The weight for this metric (typically 0.0 for tracking purposes only).
This method adds the metric to the first rubric only. A warning is logged when this method is called.

add_class_object

Adds a class object (like a parser) to the first rubric in the group.
def add_class_object(self, name: str, obj: Any)
name
str
required
The name to use when referencing this object in reward functions.
obj
Any
required
The object to add (e.g., a parser, validator, or other helper class).
This method adds the object to the first rubric only. A warning is logged when this method is called.

score_rollout

Evaluates all reward functions for a single rollout.
async def score_rollout(self, state: State)
state
State
required
The rollout state to score. This is modified in-place with aggregated rewards and metrics.
Behavior:
  1. Iterates through each child rubric
  2. Calls score_rollout on each rubric
  3. Aggregates rewards (summed across rubrics)
  4. Aggregates metrics (summed across rubrics)
  5. Updates the state with total reward and combined metrics
State Modifications:
  • state["reward"]: Set to the sum of all rubric rewards
  • state["metrics"]: Set to the combined metrics from all rubrics

score_group

Evaluates all reward functions for a group of rollouts.
async def score_group(self, states: list[State])
states
list[State]
required
List of rollout states to score.

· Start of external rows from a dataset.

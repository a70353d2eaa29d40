//! Pure text wrapping utilities and dimensional constants for the InputBox.
//!
//! The composer stores line breaks as `"\r\n"` and keeps tabs verbatim. What
//! gets wrapped and drawn is the *display* form: every line break is a single
//! `'\n'` and a tab is one space. Cursor math happens in display space and is
//! mapped back to buffer byte offsets with [`to_buffer_pos`].

/// Border (2) + padding (2) consumed horizontally by the bordered block
pub(super) const HORIZONTAL_OVERHEAD: u16 = 4;
/// Top + bottom borders consumed vertically
pub(super) const VERTICAL_OVERHEAD: u16 = 2;
/// Maximum visible content lines before internal scrolling kicks in
pub(super) const MAX_VISIBLE_LINES: u16 = 5;
/// Offset from area edge to content (border width)
pub(super) const BORDER_OFFSET: u16 = 1;

/// Build textwrap options configured for the input box inner width.
pub(super) fn wrap_options(inner_width: u16) -> textwrap::Options<'static> {
    textwrap::Options::new(inner_width as usize)
        .break_words(true)
        .word_separator(textwrap::WordSeparator::AsciiSpace)
}

/// Calculate the inner content width after subtracting border/padding overhead.
/// Returns 0 if the area is too narrow.
pub(super) fn inner_width(content_width: u16) -> u16 {
    content_width.saturating_sub(HORIZONTAL_OVERHEAD)
}

/// Count wrapped lines for display text, accounting for trailing newlines
/// that textwrap may not represent as empty lines.
pub(super) fn wrap_line_count(text: &str, width: u16) -> u16 {
    if width == 0 || text.is_empty() {
        return 1;
    }

    let lines = textwrap::wrap(text, wrap_options(width));
    let mut count = (lines.len() as u16).max(1);

    if text.ends_with('\n') && !lines.last().is_some_and(|l| l.is_empty()) {
        count += 1;
    }

    count
}

/// The buffer as drawn. Byte length differs from the buffer only by one per `"\r\n"`.
pub(super) fn display_text(buffer: &str) -> String {
    buffer
        .replace("\r\n", "\n")
        .chars()
        .map(|c| match c {
            '\r' => '\n',
            '\t' => ' ',
            other => other,
        })
        .collect()
}

/// Map a buffer byte offset to the matching offset in [`display_text`].
pub(super) fn to_display_pos(buffer: &str, pos: usize) -> usize {
    pos - buffer[..pos].matches("\r\n").count()
}

/// Map a display offset back to a buffer byte offset.
pub(super) fn to_buffer_pos(buffer: &str, display_pos: usize) -> usize {
    let mut shown = 0;
    let mut chars = buffer.char_indices().peekable();
    while let Some((i, c)) = chars.next() {
        if shown >= display_pos {
            return i;
        }
        if c == '\r' && chars.peek().is_some_and(|&(_, next)| next == '\n') {
            chars.next();
        }
        shown += c.len_utf8();
    }
    buffer.len()
}

/// Find the byte offset of the previous character boundary before `pos` in `text`.
/// A `"\r\n"` pair counts as one character.
pub(super) fn prev_char_boundary(text: &str, pos: usize) -> usize {
    if text[..pos].ends_with("\r\n") {
        return pos - 2;
    }
    text[..pos]
        .char_indices()
        .next_back()
        .map(|(i, _)| i)
        .unwrap_or(0)
}

/// Find the byte offset of the next character boundary after `pos` in `text`.
/// A `"\r\n"` pair counts as one character.
pub(super) fn next_char_boundary(text: &str, pos: usize) -> usize {
    if text[pos..].starts_with("\r\n") {
        return pos + 2;
    }
    text[pos..]
        .char_indices()
        .nth(1)
        .map(|(i, _)| pos + i)
        .unwrap_or(text.len())
}

/// Normalise pasted line endings to the composer's `"\r\n"`.
pub(super) fn normalize_newlines(text: &str) -> String {
    text.replace("\r\n", "\n")
        .replace('\r', "\n")
        .replace('\n', "\r\n")
}

#[cfg(test)]
mod tests {
    use super::*;

    // -- wrap_line_count -------------------------------------------------

    #[test]
    fn wrap_line_count_empty_string() {
        assert_eq!(wrap_line_count("", 80), 1);
    }

    #[test]
    fn wrap_line_count_zero_width() {
        assert_eq!(wrap_line_count("hello", 0), 1);
    }

    #[test]
    fn wrap_line_count_wraps_long_text() {
        assert_eq!(wrap_line_count("aaaaaaaaaa", 5), 2);
    }

    #[test]
    fn wrap_line_count_trailing_newline_adds_line() {
        assert_eq!(wrap_line_count("hello\n", 80), 2);
    }

    #[test]
    fn wrap_line_count_explicit_newlines() {
        assert_eq!(wrap_line_count("a\nb\nc", 80), 3);
    }

    // -- display mapping -------------------------------------------------

    #[test]
    fn display_text_collapses_crlf_and_tabs() {
        assert_eq!(display_text("a\r\nb\tc"), "a\nb c");
        assert_eq!(display_text("lone\rcr"), "lone\ncr");
    }

    #[test]
    fn display_pos_round_trips_around_crlf() {
        let buffer = "ab\r\ncd\r\n";
        // after "ab\r\n" (4 bytes) → display 3
        assert_eq!(to_display_pos(buffer, 4), 3);
        assert_eq!(to_buffer_pos(buffer, 3), 4);
        assert_eq!(to_display_pos(buffer, buffer.len()), 6);
        assert_eq!(to_buffer_pos(buffer, 6), buffer.len());
        assert_eq!(to_buffer_pos(buffer, 0), 0);
    }

    #[test]
    fn display_pos_with_multibyte() {
        let buffer = "é\r\nx";
        assert_eq!(to_display_pos(buffer, 4), 3);
        assert_eq!(to_buffer_pos(buffer, 3), 4);
    }

    // -- char boundaries -------------------------------------------------

    #[test]
    fn prev_char_boundary_multibyte() {
        let s = "café";
        assert_eq!(prev_char_boundary(s, 5), 3);
        assert_eq!(prev_char_boundary(s, 3), 2);
    }

    #[test]
    fn prev_char_boundary_skips_crlf_pair() {
        assert_eq!(prev_char_boundary("a\r\n", 3), 1);
    }

    #[test]
    fn next_char_boundary_emoji() {
        let s = "a🔥b";
        assert_eq!(next_char_boundary(s, 0), 1);
        assert_eq!(next_char_boundary(s, 1), 5);
    }

    #[test]
    fn next_char_boundary_skips_crlf_pair() {
        assert_eq!(next_char_boundary("a\r\nb", 1), 3);
    }

    #[test]
    fn normalize_newlines_handles_every_style() {
        assert_eq!(normalize_newlines("a\nb\r\nc\rd"), "a\r\nb\r\nc\r\nd");
    }
}
use axum::{
    extract::{Json, State, rejection::JsonRejection},
    http::StatusCode,
    response::IntoResponse,
};
use serde_json::{Value, json};

use crate::{
    error::{AppError, Result},
    handlers::AppState,
    models::llm::{AskDocRequest, AskDocResponse, LlmQuery},
    services::llm_service::{contract_text_for, extra_context_for},
};

/// Raw question endpoint. Bridge failures are reported through the status code.
pub async fn ask_v2(
    State(state): State<AppState>,
    body: std::result::Result<Json<LlmQuery>, JsonRejection>,
) -> Result<impl IntoResponse> {
    let Json(query) = body.map_err(|e| AppError::BadRequest(e.body_text()))?;

    let reply = state.llm.ask(query).await;
    if !reply.ok {
        return Err(AppError::Llm(reply.answer));
    }

    Ok((StatusCode::OK, Json(json!({ "ok": true, "answer": reply.answer }))))
}

/// Chat endpoint used by the UI. A well-formed question always gets a 200 so
/// the answer, or the failure message, can be shown as a chat bubble.
pub async fn ask_doc_ui(
    State(state): State<AppState>,
    body: std::result::Result<Json<AskDocRequest>, JsonRejection>,
) -> Result<impl IntoResponse> {
    let Json(request) = body.map_err(|e| AppError::BadRequest(e.body_text()))?;

    let question = request.question.unwrap_or_default();
    if question.trim().is_empty() {
        return Err(AppError::BadRequest("Missing question.".to_string()));
    }

    let contract = match request.contract_id.as_ref().and_then(id_string) {
        Some(id) => state
            .store
            .find(&id)
            .await
            .map_err(AppError::StoreUnavailable)?,
        None => None,
    };

    let contract_text = contract.as_ref().map(contract_text_for).unwrap_or_default();
    let extra_context = extra_context_for(contract.as_ref());
    tracing::debug!(
        "Asking about contract {:?}: {}",
        contract.as_ref().map(|c| &c.id),
        extra_context
    );

    let reply = state
        .llm
        .ask(LlmQuery::new(question, contract_text, extra_context))
        .await;

    Ok((
        StatusCode::OK,
        Json(AskDocResponse {
            ok: reply.ok,
            answer: reply.answer,
            has_full_text: contract.as_ref().is_some_and(|c| c.has_full_text()),
            used_contract_id: contract.map(|c| c.id),
        }),
    ))
}

fn id_string(value: &Value) -> Option<String> {
    match value {
        Value::String(s) if !s.is_empty() => Some(s.clone()),
        Value::Number(n) => Some(n.to_string()),
        _ => None,
    }
}
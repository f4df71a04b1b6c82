use std::env;
use std::path::PathBuf;
use std::time::Duration;

use axum::http::uri::{Authority, Scheme, Uri};

#[derive(Clone, Debug)]
pub struct ServerConfig {
	pub host: String,
	pub port: u16,
	pub contracts_file: PathBuf,
	pub public_dir: PathBuf,
	pub llm_api_url: String,
	pub llm_timeout_secs: u64,
}

impl ServerConfig {
	pub fn from_env() -> Result<Self, ConfigError> {
		let _ = dotenvy::dotenv();
		Self::from_lookup(|key| env::var(key).ok())
	}

	pub fn from_lookup(lookup: impl Fn(&str) -> Option<String>) -> Result<Self, ConfigError> {
		Ok(Self {
			host: lookup("HOST").unwrap_or_else(|| "0.0.0.0".to_string()),
			port: parse_port(lookup("PORT"), 3020)?,
			contracts_file: lookup("CONTRACTS_FILE")
				.unwrap_or_else(|| "data/contracts.json".to_string())
				.into(),
			public_dir: lookup("PUBLIC_DIR").unwrap_or_else(|| "public".to_string()).into(),
			llm_api_url: lookup("LLM_API_URL")
				.unwrap_or_else(|| "http://127.0.0.1:4050".to_string()),
			llm_timeout_secs: lookup("LLM_TIMEOUT")
				.and_then(|v| v.parse().ok())
				.unwrap_or(120),
		})
	}

	pub fn server_addr(&self) -> String {
		format!("{}:{}", self.host, self.port)
	}

	pub fn llm_timeout(&self) -> Duration {
		Duration::from_secs(self.llm_timeout_secs)
	}
}

#[derive(Clone, Debug)]
pub struct GatewayConfig {
	pub host: String,
	pub port: u16,
	pub ui_target: Upstream,
	pub api_target: Upstream,
}

impl GatewayConfig {
	pub fn from_env() -> Result<Self, ConfigError> {
		let _ = dotenvy::dotenv();
		Self::from_lookup(|key| env::var(key).ok())
	}

	pub fn from_lookup(lookup: impl Fn(&str) -> Option<String>) -> Result<Self, ConfigError> {
		let ui = lookup("UI_TARGET").unwrap_or_else(|| "http://127.0.0.1:3020".to_string());
		let api = lookup("API_TARGET").unwrap_or_else(|| "http://127.0.0.1:4050".to_string());

		Ok(Self {
			host: lookup("HOST").unwrap_or_else(|| "0.0.0.0".to_string()),
			port: parse_port(lookup("PORT"), 8080)?,
			ui_target: Upstream::parse("UI_TARGET", &ui)?,
			api_target: Upstream::parse("API_TARGET", &api)?,
		})
	}

	pub fn server_addr(&self) -> String {
		format!("{}:{}", self.host, self.port)
	}
}

/// A parsed upstream base URL the gateway forwards to.
#[derive(Clone, Debug)]
pub struct Upstream {
	raw: String,
	scheme: Scheme,
	authority: Authority,
	base_path: String,
}

impl Upstream {
	pub fn parse(name: &'static str, value: &str) -> Result<Self, ConfigError> {
		let invalid = || ConfigError::InvalidTarget {
			name,
			value: value.to_string(),
		};

		let uri: Uri = value.trim().parse().map_err(|_| invalid())?;
		let scheme = uri.scheme().cloned().ok_or_else(invalid)?;
		if scheme != Scheme::HTTP {
			return Err(ConfigError::UnsupportedScheme {
				name,
				scheme: scheme.to_string(),
			});
		}
		let authority = uri.authority().cloned().ok_or_else(invalid)?;

		Ok(Self {
			raw: value.to_string(),
			scheme,
			authority,
			base_path: uri.path().trim_end_matches('/').to_string(),
		})
	}

	/// The URL exactly as it was configured.
	pub fn as_str(&self) -> &str {
		&self.raw
	}

	pub fn authority(&self) -> &Authority {
		&self.authority
	}

	/// Builds the upstream URI for an incoming request URI, keeping path and query.
	pub fn uri_for(&self, incoming: &Uri) -> Result<Uri, axum::http::Error> {
		let path_and_query = incoming
			.path_and_query()
			.map(|pq| pq.as_str())
			.unwrap_or("/");

		Uri::builder()
			.scheme(self.scheme.clone())
			.authority(self.authority.clone())
			.path_and_query(format!("{}{}", self.base_path, path_and_query))
			.build()
	}
}

fn parse_port(value: Option<String>, default: u16) -> Result<u16, ConfigError> {
	match value {
		Some(v) => v.trim().parse().map_err(|_| ConfigError::InvalidPort(v)),
		None => Ok(default),
	}
}

#[derive(Debug, thiserror::Error)]
pub enum ConfigError {
	#[error("Invalid port number: {0}")]
	InvalidPort(String),
	#[error("Invalid {name} URL: {value}")]
	InvalidTarget { name: &'static str, value: String },
	#[error("{name} must use http://, got {scheme}://")]
	UnsupportedScheme { name: &'static str, scheme: String },
}
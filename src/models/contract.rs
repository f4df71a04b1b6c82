use chrono::{DateTime, SecondsFormat, Utc};
use serde::{Deserialize, Deserializer, Serialize, Serializer};
use serde_json::{Map, Value};

pub const DEFAULT_SOURCE: &str = "manual";
pub const DEFAULT_DUE: &str = "< 7 days";
pub const MISSING_NAME: &str = "Please provide at least a contract name.";

/// Stored contract record, one element of the contracts file.
#[derive(Debug, Clone, PartialEq, Serialize, Deserialize)]
#[serde(rename_all = "camelCase")]
pub struct Contract {
    #[serde(default, deserialize_with = "loose_string_or_empty")]
    pub id: String,
    #[serde(default, deserialize_with = "loose_string_or_empty")]
    pub source: String,
    #[serde(default, deserialize_with = "loose_string_or_empty")]
    pub name: String,
    #[serde(default, deserialize_with = "loose_string_or_empty")]
    pub contractor: String,
    #[serde(rename = "type", default, deserialize_with = "loose_string_or_empty")]
    pub contract_type: String,
    #[serde(default, deserialize_with = "loose_string_or_empty")]
    pub phone: String,
    #[serde(default, deserialize_with = "loose_string_or_empty")]
    pub start: String,
    #[serde(default, deserialize_with = "loose_string_or_empty")]
    pub end: String,
    #[serde(
        default,
        serialize_with = "compact_number",
        deserialize_with = "loose_number"
    )]
    pub total: f64,
    #[serde(default, deserialize_with = "loose_string_or_empty")]
    pub due: String,
    #[serde(default, deserialize_with = "loose_string_or_empty")]
    pub pdf_file: String,
    #[serde(default, deserialize_with = "loose_string_or_empty")]
    pub contract_text: String,
    #[serde(default, deserialize_with = "loose_string_or_empty")]
    pub created_at: String,
    #[serde(default, deserialize_with = "loose_string_or_empty")]
    pub updated_at: String,
    /// Fields written by other tools, kept so a rewrite does not drop them
    #[serde(flatten)]
    pub extra: Map<String, Value>,
}

impl Contract {
    pub fn has_full_text(&self) -> bool {
        !self.contract_text.trim().is_empty()
    }
}

/// Body of `POST /api/contracts`. Every field is optional and the legacy
/// UI spellings (`contractName`, `totalCost`, ...) are accepted alongside
/// the stored names.
#[derive(Debug, Clone, Default, Deserialize)]
#[serde(default)]
pub struct ContractInput {
    #[serde(deserialize_with = "loose_string")]
    pub id: Option<String>,
    #[serde(deserialize_with = "loose_string")]
    pub source: Option<String>,
    #[serde(deserialize_with = "loose_string")]
    pub name: Option<String>,
    #[serde(rename = "contractName", deserialize_with = "loose_string")]
    pub contract_name: Option<String>,
    #[serde(deserialize_with = "loose_string")]
    pub contractor: Option<String>,
    #[serde(rename = "contractorName", deserialize_with = "loose_string")]
    pub contractor_name: Option<String>,
    #[serde(rename = "type", deserialize_with = "loose_string")]
    pub contract_type: Option<String>,
    #[serde(rename = "contractType", deserialize_with = "loose_string")]
    pub contract_type_alias: Option<String>,
    #[serde(deserialize_with = "loose_string")]
    pub phone: Option<String>,
    #[serde(deserialize_with = "loose_string")]
    pub start: Option<String>,
    #[serde(rename = "startDate", deserialize_with = "loose_string")]
    pub start_date: Option<String>,
    #[serde(deserialize_with = "loose_string")]
    pub end: Option<String>,
    #[serde(rename = "endDate", deserialize_with = "loose_string")]
    pub end_date: Option<String>,
    pub total: Option<Value>,
    #[serde(rename = "totalCost")]
    pub total_cost: Option<Value>,
    #[serde(deserialize_with = "loose_string")]
    pub due: Option<String>,
    #[serde(rename = "pdfFile", deserialize_with = "loose_string")]
    pub pdf_file: Option<String>,
    #[serde(rename = "pdfFileName", deserialize_with = "loose_string")]
    pub pdf_file_name: Option<String>,
    #[serde(rename = "contractText", deserialize_with = "loose_string")]
    pub contract_text: Option<String>,
}

impl ContractInput {
    /// Name after alias resolution; empty when none was given.
    pub fn resolved_name(&self) -> String {
        first_non_empty(&[&self.name, &self.contract_name])
    }

    /// Caller-supplied id, if any.
    pub fn supplied_id(&self) -> Option<String> {
        Some(first_non_empty(&[&self.id])).filter(|id| !id.is_empty())
    }

    /// Builds the normalized record. `previous` is the record being replaced,
    /// whose creation time is carried over.
    pub fn into_contract(
        self,
        id: String,
        now: DateTime<Utc>,
        previous: Option<&Contract>,
    ) -> Result<Contract, String> {
        let name = self.resolved_name();
        if name.trim().is_empty() {
            return Err(MISSING_NAME.to_string());
        }

        let timestamp = now.to_rfc3339_opts(SecondsFormat::Millis, true);
        let created_at = previous
            .map(|p| p.created_at.clone())
            .filter(|c| !c.is_empty())
            .unwrap_or_else(|| timestamp.clone());

        let total = self
            .total
            .as_ref()
            .filter(|v| !v.is_null())
            .or(self.total_cost.as_ref())
            .map(coerce_number)
            .unwrap_or(0.0);

        Ok(Contract {
            id,
            source: first_non_empty(&[&self.source]).or_if_empty(|| DEFAULT_SOURCE.to_string()),
            name,
            contractor: first_non_empty(&[&self.contractor, &self.contractor_name]),
            contract_type: first_non_empty(&[&self.contract_type, &self.contract_type_alias]),
            phone: first_non_empty(&[&self.phone]),
            start: first_non_empty(&[&self.start, &self.start_date]),
            end: first_non_empty(&[&self.end, &self.end_date]),
            total,
            due: first_non_empty(&[&self.due]).or_if_empty(|| DEFAULT_DUE.to_string()),
            pdf_file: first_non_empty(&[&self.pdf_file, &self.pdf_file_name]),
            contract_text: self.contract_text.unwrap_or_default(),
            created_at,
            updated_at: timestamp,
            extra: Map::new(),
        })
    }
}

trait OrIfEmpty {
    fn or_if_empty(self, f: impl FnOnce() -> String) -> String;
}

impl OrIfEmpty for String {
    fn or_if_empty(self, f: impl FnOnce() -> String) -> String {
        if self.is_empty() { f() } else { self }
    }
}

fn first_non_empty(candidates: &[&Option<String>]) -> String {
    candidates
        .iter()
        .filter_map(|c| c.as_deref())
        .find(|c| !c.is_empty())
        .unwrap_or_default()
        .to_string()
}

/// Numeric coercion for user-entered amounts. Anything unparseable is 0.
pub fn coerce_number(value: &Value) -> f64 {
    let n = match value {
        Value::Number(n) => n.as_f64().unwrap_or(0.0),
        Value::String(s) if s.trim().is_empty() => 0.0,
        Value::String(s) => s.trim().parse().unwrap_or(0.0),
        Value::Bool(b) => f64::from(u8::from(*b)),
        _ => 0.0,
    };
    if n.is_finite() { n } else { 0.0 }
}

fn loose_to_string(value: Value) -> Option<String> {
    match value {
        Value::Null => None,
        Value::String(s) => Some(s),
        Value::Number(n) => Some(n.to_string()),
        Value::Bool(b) => Some(b.to_string()),
        other => Some(other.to_string()),
    }
}

fn loose_string<'de, D>(deserializer: D) -> Result<Option<String>, D::Error>
where
    D: Deserializer<'de>,
{
    Ok(loose_to_string(Value::deserialize(deserializer)?))
}

fn loose_string_or_empty<'de, D>(deserializer: D) -> Result<String, D::Error>
where
    D: Deserializer<'de>,
{
    Ok(loose_to_string(Value::deserialize(deserializer)?).unwrap_or_default())
}

fn loose_number<'de, D>(deserializer: D) -> Result<f64, D::Error>
where
    D: Deserializer<'de>,
{
    Ok(coerce_number(&Value::deserialize(deserializer)?))
}

fn compact_number<S>(value: &f64, serializer: S) -> Result<S::Ok, S::Error>
where
    S: Serializer,
{
    if value.fract() == 0.0 && value.abs() < 9_007_199_254_740_992.0 {
        serializer.serialize_i64(*value as i64)
    } else {
        serializer.serialize_f64(*value)
    }
}

#[cfg(test)]
mod contract_tests {
    use super::*;
    use serde_json::json;

    fn input(value: Value) -> ContractInput {
        serde_json::from_value(value).expect("Failed to parse input")
    }

    #[test]
    fn test_defaults_are_applied() {
        let now = Utc::now();
        let raw = input(json!({ "name": "MSA-2026" }));
        assert_eq!(raw.supplied_id(), None);
        let contract = raw.into_contract("c1".into(), now, None).unwrap();

        assert_eq!(contract.source, "manual");
        assert_eq!(contract.due, "< 7 days");
        assert_eq!(contract.total, 0.0);
        assert_eq!(contract.created_at, contract.updated_at);
        assert!(contract.created_at.ends_with('Z'));

        let json = serde_json::to_value(&contract).unwrap();
        assert_eq!(json["total"], json!(0));
        assert_eq!(json["type"], json!(""));
        assert!(json.get("extra").is_none());
    }

    #[test]
    fn test_aliases_are_resolved() {
        let now = Utc::now();
        let raw = input(json!({
            "id": 42,
            "contractName": "Lease",
            "contractorName": "ACME",
            "contractType": "rent",
            "startDate": "2026-01-01",
            "endDate": "2026-12-31",
            "totalCost": "1500.50",
            "pdfFileName": "lease.pdf"
        }));
        let id = raw.supplied_id().unwrap();
        let contract = raw.into_contract(id, now, None).unwrap();

        assert_eq!(contract.id, "42");
        assert_eq!(contract.name, "Lease");
        assert_eq!(contract.contractor, "ACME");
        assert_eq!(contract.contract_type, "rent");
        assert_eq!(contract.start, "2026-01-01");
        assert_eq!(contract.end, "2026-12-31");
        assert_eq!(contract.total, 1500.5);
        assert_eq!(contract.pdf_file, "lease.pdf");
    }

    #[test]
    fn test_blank_name_is_rejected() {
        let now = Utc::now();
        let raw = input(json!({ "name": "   " }));
        let err = raw.into_contract("1".into(), now, None).unwrap_err();
        assert_eq!(err, MISSING_NAME);
    }

    #[test]
    fn test_created_at_survives_replace() {
        let earlier = Utc::now() - chrono::Duration::days(3);
        let now = Utc::now();
        let first = input(json!({ "id": "c1", "name": "A" }))
            .into_contract("c1".into(), earlier, None)
            .unwrap();
        let second = input(json!({ "id": "c1", "name": "B" }))
            .into_contract("c1".into(), now, Some(&first))
            .unwrap();

        assert_eq!(second.created_at, first.created_at);
        assert_ne!(second.updated_at, first.updated_at);
    }

    #[test]
    fn test_coerce_number() {
        assert_eq!(coerce_number(&json!(12)), 12.0);
        assert_eq!(coerce_number(&json!(" 7.25 ")), 7.25);
        assert_eq!(coerce_number(&json!("")), 0.0);
        assert_eq!(coerce_number(&json!("abc")), 0.0);
        assert_eq!(coerce_number(&json!(true)), 1.0);
        assert_eq!(coerce_number(&json!([1])), 0.0);
    }

    #[test]
    fn test_stored_record_keeps_unknown_fields() {
        let stored = json!({
            "id": 17,
            "name": "Old",
            "total": 3.5,
            "reviewer": "jane"
        });
        let contract: Contract = serde_json::from_value(stored).unwrap();
        assert_eq!(contract.id, "17");
        assert_eq!(contract.extra.get("reviewer"), Some(&json!("jane")));

        let back = serde_json::to_value(&contract).unwrap();
        assert_eq!(back["reviewer"], json!("jane"));
        assert_eq!(back["total"], json!(3.5));
    }

    #[test]
    fn test_stored_record_with_loose_scalars() {
        let stored = json!({
            "id": "1",
            "name": "A",
            "phone": 5551234,
            "due": null,
            "pdfFile": false,
            "total": "1200.50"
        });
        let contract: Contract = serde_json::from_value(stored).unwrap();
        assert_eq!(contract.phone, "5551234");
        assert_eq!(contract.due, "");
        assert_eq!(contract.pdf_file, "false");
        assert_eq!(contract.total, 1200.5);

        let contract: Contract =
            serde_json::from_value(json!({ "id": "2", "name": "B", "total": null })).unwrap();
        assert_eq!(contract.total, 0.0);
    }
}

Each state is modified in-place with aggregated rewards and metrics.
Behavior:
  1. Iterates through each child rubric
  2. Calls score_group on each rubric
  3. Aggregates rewards across all rubrics for each state
  4. Aggregates metrics across all rubrics for each state
  5. Updates each state with total reward and combined metrics

Internal Methods

These methods aggregate information from child rubrics:
  • _get_reward_func_names(): Returns all reward function names from all rubrics
  • _get_reward_funcs(): Returns all reward functions from all rubrics
  • _get_reward_weights(): Returns all reward weights from all rubrics

Usage Examples

Basic Usage

import verifiers as vf

def correctness_check(completion, answer, **kwargs):
    return 1.0 if completion == answer else 0.0

def length_penalty(completion, **kwargs):
    # Penalize very long completions
    return -0.1 if len(completion) > 1000 else 0.0

# Create separate rubrics
correctness_rubric = vf.Rubric(
    funcs=[correctness_check],
    weights=[1.0]
)

quality_rubric = vf.Rubric(
    funcs=[length_penalty],
    weights=[0.5]
)

# Combine into a group
rubric_group = vf.RubricGroup(
    rubrics=[correctness_rubric, quality_rubric]
)

# Use in an environment
env = vf.SingleTurnEnv(
    dataset=my_dataset,
    rubric=rubric_group
)

Combining Domain-Specific Rubrics

import verifiers as vf

# Math-specific evaluation
math_rubric = vf.MathRubric(
    extract_answer=True,
    normalize=True
)

# Format validation
def check_json_format(completion, **kwargs):
    try:
        json.loads(completion)
        return 1.0
    except:
        return 0.0

format_rubric = vf.Rubric(
    funcs=[check_json_format],
    weights=[0.2]
)

# Combine both
combined_rubric = vf.RubricGroup(
    rubrics=[math_rubric, format_rubric]
)

Scoring a Single Rollout

import verifiers as vf
from verifiers.types import State

# Create rubrics
rubric1 = vf.Rubric(funcs=[lambda completion, **kw: 1.0], weights=[1.0])
rubric2 = vf.Rubric(funcs=[lambda completion, **kw: 0.5], weights=[0.8])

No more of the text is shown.